4.5. Test of Hyperparameter Optimization Results

In this section, we evaluate the performance of EV charging control strategies that incorporate hyperparameter optimization based on simulation experiments. The experiment considers six sets of hyperparameter optimization results obtained through grid search and Bayesian optimization.

The hyperparameter comparison shown in Table 5 and Figure 6 indicates that Bayesian optimization demonstrates stronger adaptability in key parameter settings—its recommended learning rate (0.002) is lower than the grid search result (0.004), which helps to suppress gradient oscillations during the Q-network update process; the discount factor (0.99 vs. 0.96) is closer to the ideal value for long-term reward accumulation, enhancing the strategy’s sensitivity to delayed rewards; and the exploration rate decay mechanism (0.99 vs. 0.999) balances early exploration intensity with later strategic stability requirements. Although both methods achieve consistency in batch size, network structure, and other parameters, the differential configuration of core parameters directly impacts algorithm convergence characteristics. To systematically evaluate the effectiveness of Bayesian optimization in hyperparameter tuning, this chapter designs six sets of hyperparameter combination experiments, including three sets of grid search (parameter combinations 1–3) and three sets of Bayesian optimization (parameter combinations 4–6). Each set of parameters undergoes 2000 rounds of training and is tested under three scenarios: unit parks, highway service areas, and public parking lots, assessing comprehensive costs (including economic and carbon emission costs) and user satisfaction (based on indicators such as charging delay tolerance and service-level achievement). The experimental results show that parameter combination 1 (grid search optimal) and parameter combination 4 (Bayesian optimization optimal) excel in global optimization performance, but there are significant differences between them in efficiency, stability, and scenario adaptability.

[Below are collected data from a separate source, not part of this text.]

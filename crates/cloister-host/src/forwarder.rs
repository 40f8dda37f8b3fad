//! Host-side plumbing around a running enclave: ingress forwarders, the
//! outside egress proxy with its transport bridge, and the application log
//! and exit-status drains.

use cloister_manifest::Manifest;
use cloister_proxy::{
    run_forwarder, DirectDialer, EgressPolicy, HttpProxy, TcpDialer, TransportDialer,
};
use cloister_transport::{Transport, APP_LOG_PORT, EGRESS_PORT, EXIT_STATUS_PORT};
use serde::Deserialize;
use std::net::IpAddr;
use std::sync::Arc;
use std::time::Duration;
use thiserror::Error;
use tokio::io::AsyncBufReadExt;
use tokio::net::TcpListener;
use tokio_util::sync::CancellationToken;
use tracing::{info, warn};

const DRAIN_DEADLINE: Duration = Duration::from_secs(10);

#[derive(Debug, Error)]
pub enum HostWiringError {
    #[error("failed to bind ingress listener on {host}:{port}")]
    IngressBind {
        host: IpAddr,
        port: u16,
        #[source]
        source: std::io::Error,
    },
    #[error("failed to bind the egress proxy on 127.0.0.1:{port}")]
    EgressBind {
        port: u16,
        #[source]
        source: std::io::Error,
    },
    #[error(transparent)]
    Transport(#[from] cloister_transport::TransportError),
}

/// Exit report sent by the inside supervisor over the status channel.
#[derive(Debug, Clone, Copy, Deserialize)]
pub struct ExitReport {
    pub code: i32,
}

/// For each manifest ingress port, bind host TCP and forward into the
/// enclave over the transport. Bind failures are fatal at startup; they are
/// port conflicts the operator must resolve.
pub async fn spawn_ingress(
    manifest: &Manifest,
    transport: Transport,
    cid: u32,
    bind_host: IpAddr,
    cancel: &CancellationToken,
) -> Result<(), HostWiringError> {
    for entry in &manifest.ingress {
        let port = entry.listen_port;
        let listener =
            TcpListener::bind((bind_host, port))
                .await
                .map_err(|source| HostWiringError::IngressBind {
                    host: bind_host,
                    port,
                    source,
                })?;
        info!(%bind_host, port, "ingress forwarder listening");
        let dialer = Arc::new(TransportDialer::peer(transport, cid, u32::from(port)));
        tokio::spawn(run_forwarder("ingress", listener, dialer, cancel.clone()));
    }
    Ok(())
}

/// The outside egress proxy on parent loopback, plus the transport listener
/// that bridges enclave egress connections to it. The outside proxy carries
/// no policy: enforcement already happened inside the attested enclave.
pub async fn spawn_egress(
    transport: Transport,
    cancel: &CancellationToken,
) -> Result<(), HostWiringError> {
    let port = EGRESS_PORT as u16;
    let listener = TcpListener::bind(("127.0.0.1", port))
        .await
        .map_err(|source| HostWiringError::EgressBind { port, source })?;
    info!(port, "outside egress proxy listening");
    let proxy = HttpProxy::new(Arc::new(EgressPolicy::allow_all()), Arc::new(DirectDialer));
    tokio::spawn(proxy.serve(listener, cancel.clone(), DRAIN_DEADLINE));

    let bridge = transport.listen(EGRESS_PORT).await?;
    let dialer = Arc::new(TcpDialer::loopback(port));
    tokio::spawn(run_forwarder("egress-bridge", bridge, dialer, cancel.clone()));
    Ok(())
}

/// Print enclave application output line by line. The inside supervisor
/// connects once per run and streams until the application exits.
pub async fn spawn_log_drain(
    transport: Transport,
    cancel: &CancellationToken,
) -> Result<(), HostWiringError> {
    let mut listener = transport.listen(APP_LOG_PORT).await?;
    let cancel = cancel.clone();
    tokio::spawn(async move {
        loop {
            let stream = tokio::select! {
                _ = cancel.cancelled() => return,
                accepted = listener.accept() => match accepted {
                    Ok(stream) => stream,
                    Err(e) => {
                        warn!(error = %e, "log drain accept failed");
                        tokio::time::sleep(Duration::from_millis(500)).await;
                        continue;
                    }
                },
            };
            let mut lines = tokio::io::BufReader::new(stream).lines();
            while let Ok(Some(line)) = lines.next_line().await {
                info!(target: "enclave-app", "{line}");
            }
        }
    });
    Ok(())
}

/// Listen for the one-line JSON exit report from the inside supervisor.
pub async fn spawn_status_listener(
    transport: Transport,
    cancel: &CancellationToken,
) -> Result<(), HostWiringError> {
    let mut listener = transport.listen(EXIT_STATUS_PORT).await?;
    let cancel = cancel.clone();
    tokio::spawn(async move {
        loop {
            let stream = tokio::select! {
                _ = cancel.cancelled() => return,
                accepted = listener.accept() => match accepted {
                    Ok(stream) => stream,
                    Err(e) => {
                        warn!(error = %e, "status listener accept failed");
                        tokio::time::sleep(Duration::from_millis(500)).await;
                        continue;
                    }
                },
            };
            let mut line = String::new();
            let mut reader = tokio::io::BufReader::new(stream);
            if reader.read_line(&mut line).await.is_ok() {
                match serde_json::from_str::<ExitReport>(line.trim()) {
                    Ok(report) => info!(code = report.code, "enclave application exited"),
                    Err(_) if line.trim().is_empty() => {}
                    Err(e) => warn!(error = %e, "unparseable exit report"),
                }
            }
        }
    });
    Ok(())
}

4.6. Convergence Comparison Test of Hyperparameter Optimization Model

As shown in Figure 7 and Figure 8, under the same workday scenario, the optimal hyperparameter combination based on Bayesian optimization increased the cost reduction rate by 52% during the initial training phase (the first 200 rounds) and reached a stable optimal solution after 900 rounds, indicating that its parameter configuration effectively avoided ineffective exploration. In contrast, the grid search approach suffered from excessive learning rates, leading to cumulative Q-value estimation bias in the early stages and causing the model to fall into a local optimum between 750 and 1250 rounds. Further analysis of the exploration rate decay curve revealed that the decay rate set by Bayesian optimization (0.99) reduced the exploration rate from 1.0 to 0.01 within 1000 rounds, quickly transitioning to a development-dominated phase, whereas the 0.999 decay rate of grid search resulted in an exploration rate reduction of only 0.37 over the same period, with an overly conservative exploration strategy delaying the optimization process.

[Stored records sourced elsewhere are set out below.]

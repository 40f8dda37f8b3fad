//! Accept-loop stream forwarder.
//!
//! The forwarder accepts connections from an injected listener and, for each
//! one, opens a downstream connection through an injected [`Dialer`] and runs
//! the [`pump`](crate::pump::pump). This is the common building block for all
//! straight TCP forwarding on both sides of the transport.

use crate::pump::pump;
use async_trait::async_trait;
use cloister_transport::{Transport, TransportListener};
use std::io;
use std::net::SocketAddr;
use std::sync::Arc;
use std::time::Duration;
use tokio::io::{AsyncRead, AsyncWrite};
use tokio::net::{TcpListener, TcpStream};
use tokio_util::sync::CancellationToken;
use tracing::{debug, info, warn};

/// Object-safe duplex stream.
pub trait Duplex: AsyncRead + AsyncWrite + Unpin + Send {}
impl<T: AsyncRead + AsyncWrite + Unpin + Send> Duplex for T {}

pub type BoxedStream = Box<dyn Duplex>;

/// Capability to open the downstream side of a forwarded connection.
#[async_trait]
pub trait Dialer: Send + Sync {
    async fn dial(&self) -> io::Result<BoxedStream>;
}

/// Dials a fixed TCP address; used inside the enclave to reach the user
/// application on loopback, and outside to reach local proxy listeners.
pub struct TcpDialer {
    addr: SocketAddr,
}

impl TcpDialer {
    pub fn new(addr: SocketAddr) -> Self {
        Self { addr }
    }

    pub fn loopback(port: u16) -> Self {
        Self {
            addr: SocketAddr::from(([127, 0, 0, 1], port)),
        }
    }
}

#[async_trait]
impl Dialer for TcpDialer {
    async fn dial(&self) -> io::Result<BoxedStream> {
        let stream = TcpStream::connect(self.addr).await?;
        Ok(Box::new(stream))
    }
}

/// Dials a fixed `(cid, port)` over the host-socket transport.
pub struct TransportDialer {
    transport: Transport,
    cid: u32,
    port: u32,
}

impl TransportDialer {
    pub fn peer(transport: Transport, cid: u32, port: u32) -> Self {
        Self {
            transport,
            cid,
            port,
        }
    }

    pub fn parent(transport: Transport, port: u32) -> Self {
        Self::peer(transport, cloister_transport::PARENT_CID, port)
    }
}

#[async_trait]
impl Dialer for TransportDialer {
    async fn dial(&self) -> io::Result<BoxedStream> {
        let stream = self
            .transport
            .dial_peer(self.cid, self.port)
            .await
            .map_err(|e| io::Error::new(io::ErrorKind::ConnectionRefused, e))?;
        Ok(Box::new(stream))
    }
}

/// Connection source the forwarder accepts from.
#[async_trait]
pub trait Listener: Send {
    async fn accept(&mut self) -> io::Result<BoxedStream>;
}

#[async_trait]
impl Listener for TransportListener {
    async fn accept(&mut self) -> io::Result<BoxedStream> {
        let stream = TransportListener::accept(self).await?;
        Ok(Box::new(stream))
    }
}

#[async_trait]
impl Listener for TcpListener {
    async fn accept(&mut self) -> io::Result<BoxedStream> {
        let (stream, peer) = TcpListener::accept(self).await?;
        debug!(%peer, "tcp accepted");
        Ok(Box::new(stream))
    }
}

const BACKOFF_INITIAL: Duration = Duration::from_millis(100);
const BACKOFF_MAX: Duration = Duration::from_secs(2);

/// Run the accept loop until cancelled.
///
/// Per-connection failures are logged and do not stop the loop. Accept
/// failures back off with bounded doubling instead of tearing the listener
/// down.
pub async fn run_forwarder<L, D>(
    name: &'static str,
    mut listener: L,
    dialer: Arc<D>,
    cancel: CancellationToken,
) where
    L: Listener,
    D: Dialer + ?Sized + 'static,
{
    let mut backoff = BACKOFF_INITIAL;
    loop {
        let accepted = tokio::select! {
            _ = cancel.cancelled() => {
                info!(name, "forwarder stopping");
                return;
            }
            accepted = listener.accept() => accepted,
        };

        match accepted {
            Ok(stream) => {
                backoff = BACKOFF_INITIAL;
                let dialer = dialer.clone();
                let cancel = cancel.clone();
                tokio::spawn(async move {
                    if let Err(e) = relay(name, stream, dialer, cancel).await {
                        warn!(name, error = %e, "connection closed with error");
                    }
                });
            }
            Err(e) => {
                warn!(name, error = %e, "accept failed, backing off");
                tokio::select! {
                    _ = cancel.cancelled() => return,
                    _ = tokio::time::sleep(backoff) => {}
                }
                backoff = (backoff * 2).min(BACKOFF_MAX);
            }
        }
    }
}

async fn relay<D>(
    name: &'static str,
    client: BoxedStream,
    dialer: Arc<D>,
    cancel: CancellationToken,
) -> io::Result<()>
where
    D: Dialer + ?Sized,
{
    let upstream = dialer.dial().await?;
    tokio::select! {
        _ = cancel.cancelled() => {
            debug!(name, "connection aborted by shutdown");
            Ok(())
        }
        result = pump(client, upstream) => {
            let summary = result?;
            debug!(
                name,
                rx = summary.client_to_upstream,
                tx = summary.upstream_to_client,
                "connection finished"
            );
            Ok(())
        }
    }
}

#[cfg(test)]
mod tests {
    use super::*;
    use tokio::io::{AsyncReadExt, AsyncWriteExt};

    #[tokio::test]
    async fn forwards_to_dialed_upstream() {
        let upstream = TcpListener::bind("127.0.0.1:0").await.unwrap();
        let upstream_port = upstream.local_addr().unwrap().port();
        tokio::spawn(async move {
            loop {
                let (mut stream, _) = upstream.accept().await.unwrap();
                tokio::spawn(async move {
                    let mut buf = Vec::new();
                    stream.read_to_end(&mut buf).await.unwrap();
                    stream.write_all(&buf).await.unwrap();
                });
            }
        });

        let front = TcpListener::bind("127.0.0.1:0").await.unwrap();
        let front_addr = front.local_addr().unwrap();
        let cancel = CancellationToken::new();
        let task = tokio::spawn(run_forwarder(
            "test",
            front,
            Arc::new(TcpDialer::loopback(upstream_port)),
            cancel.clone(),
        ));

        let mut client = TcpStream::connect(front_addr).await.unwrap();
        client.write_all(b"forwarded").await.unwrap();
        client.shutdown().await.unwrap();
        let mut echoed = Vec::new();
        client.read_to_end(&mut echoed).await.unwrap();
        assert_eq!(echoed, b"forwarded");

        cancel.cancel();
        task.await.unwrap();
    }
}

4.7. Double Optimization Model Test

To verify the advantages of our integrated optimization model, we compare its performance against a traditional baseline—defined as first come–first served scheduling with flat electricity pricing that minimizes only immediate energy costs—across three scenarios. In the corporate park scenario, the traditional model’s rigid peak-hour allocation caused severe station congestion (7:00–9:00 and 17:00–19:00), as evident in Figure 6’s power curve showing 92% capacity utilization. This resulted in 25 min average waits and 72% satisfaction. Our improved model introduced flexible time windows and tiered power allocation, shifting 34% of peak load to lunch periods (12:00–14:00), as confirmed by Figure 6’s flattened profile. This redistribution directly reduced transformer stress (peak power ↓29%), cutting wait times to 8 min and lifting satisfaction to 88% while maintaining cost efficiency.

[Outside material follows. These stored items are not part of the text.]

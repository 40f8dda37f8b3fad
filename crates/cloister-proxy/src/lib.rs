//! Connection plumbing shared by both supervisors: the bidirectional stream
//! pump, the accept-loop stream forwarder, the egress policy evaluator, and
//! the HTTP forward proxy.

pub mod forward;
pub mod http;
pub mod policy;
pub mod pump;

pub use forward::{run_forwarder, BoxedStream, Dialer, Duplex, Listener, TcpDialer, TransportDialer};
pub use http::{
    empty_body, forward_request, full_body, request_authority, serve_connections, status_response,
    strip_hop_by_hop, DirectDialer, ForwardError, HttpProxy, ProxyBody, UpstreamDialer,
};
pub use policy::{EgressPolicy, PolicyError, Verdict};
pub use pump::{pump, PumpSummary};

For highway service areas, the traditional model’s ignorance of user elasticity led to clustered tourist vehicle charging during peak hours (Figure 6’s sharp power spike), achieving only 65% satisfaction. Our satisfaction-driven load redirection successfully moved 75% of charging to off-peak valleys (Figure 6), aligning with low-cost wind power availability (CNY 0.18/kWh vs. peak CNY 3.41/kWh). This temporal arbitrage—enabled by power curve reshaping—reduced waiting times by 68% (to 12 min), increased satisfaction to 82%, and lowered comprehensive costs by 14.2% to CNY 2.53/kWh, with wind integration accounting for 80% of the cost reduction.

In public parking lots facing mixed demand (taxis, tourists, and private EVs), the traditional model’s uniform treatment caused erratic grid loading (Figure 6’s high-frequency power swings) and 78% satisfaction. Our stratified strategy prioritized taxis’ urgent needs while incentivizing tourist elasticity, stabilizing the power curve (Figure 6 shows a 37% improvement in valley filling) and reducing grid penalty fees by 63%. This coordination achieved 92% satisfaction and a 13.3% cost reduction, demonstrating effective conflict resolution among heterogeneous users.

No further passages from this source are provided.